C. Amount in Controversy i. Unpaid Overtime Claim

In the removal notice, Defendants submit an estimate of $265,844.18 for this claim based on the following calculation: $21.10 hourly rate x 1.5 overtime premium x 16,799 workweeks x 0.5 hours. (ECF No. 1 at 8.) Plaintiff argues Defendants' estimate is based on the unreasonable assumption of thirty minutes of unpaid overtime per workweek for off-the-clock COVID-19 temperature screenings. (ECF No. 6 at 10-11.) Plaintiff further argues that Defendants calculate unpaid overtime for the COVID-19 screenings during the entire class period rather than starting on March 2020 when the pandemic began. (Id. at 11.) In response, Defendants argue their assumption is reasonable because of Plaintiff's vague allegations of unpaid wages and COVID-19 screenings. (ECF No. 10 at 14-15.) Defendants assert their calculation is specifically based on workweeks between March 2020 and the present. (Id. at 14.)

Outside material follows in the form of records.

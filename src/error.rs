//! Error Types
//!
//! Remote store failures and local form validation failures.

use thiserror::Error;

/// Failure reported by the remote task store
#[derive(Debug, Clone, PartialEq, Eq, Error)]
pub enum StoreError {
    /// `list()` failed; the render cycle shows nothing
    #[error("Failed to fetch tasks: {0}")]
    Fetch(String),
    /// create/update rejected; the message is surfaced verbatim
    #[error("{0}")]
    Validation(String),
    #[error("Delete failed: {0}")]
    Delete(String),
}

/// Client-side field check; never reaches the network
#[derive(Debug, Clone, Copy, PartialEq, Eq, Error)]
pub enum FormValidationError {
    #[error("Title must be at least 3 characters")]
    TitleTooShort,
    #[error("Description must be at least 3 characters")]
    DescTooShort,
}

/// Outcome of a rejected form submission
#[derive(Debug, Clone, PartialEq, Eq, Error)]
pub enum SubmitError {
    #[error(transparent)]
    Form(#[from] FormValidationError),
    #[error(transparent)]
    Store(#[from] StoreError),
}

A defendant is not required to “review extensive employee records . . . to ascertain the exact violation rate for the purposes of removal.” Heatley v. Lin Rogers Elec. Contractors, Inc., No. SACV 22-000042-CJC(KESx), 2022 WL 715156, at *3 (C.D. Cal. Mar. 10, 2022) (citing Ritenour, 228 F.Supp.3d at 1031); see also Sanchez, 2021 WL 2679057, at *4. Whether the plaintiff's complaint places limits on the claims alleged is relevant to the reasonableness of the defendant's assumed violation rate. See Heatley, 2022 WL 715156, at *3 (“District courts have routinely found such [violation rate] calculations reasonable when a plaintiff has placed no limits on such claims in their complaint ....”).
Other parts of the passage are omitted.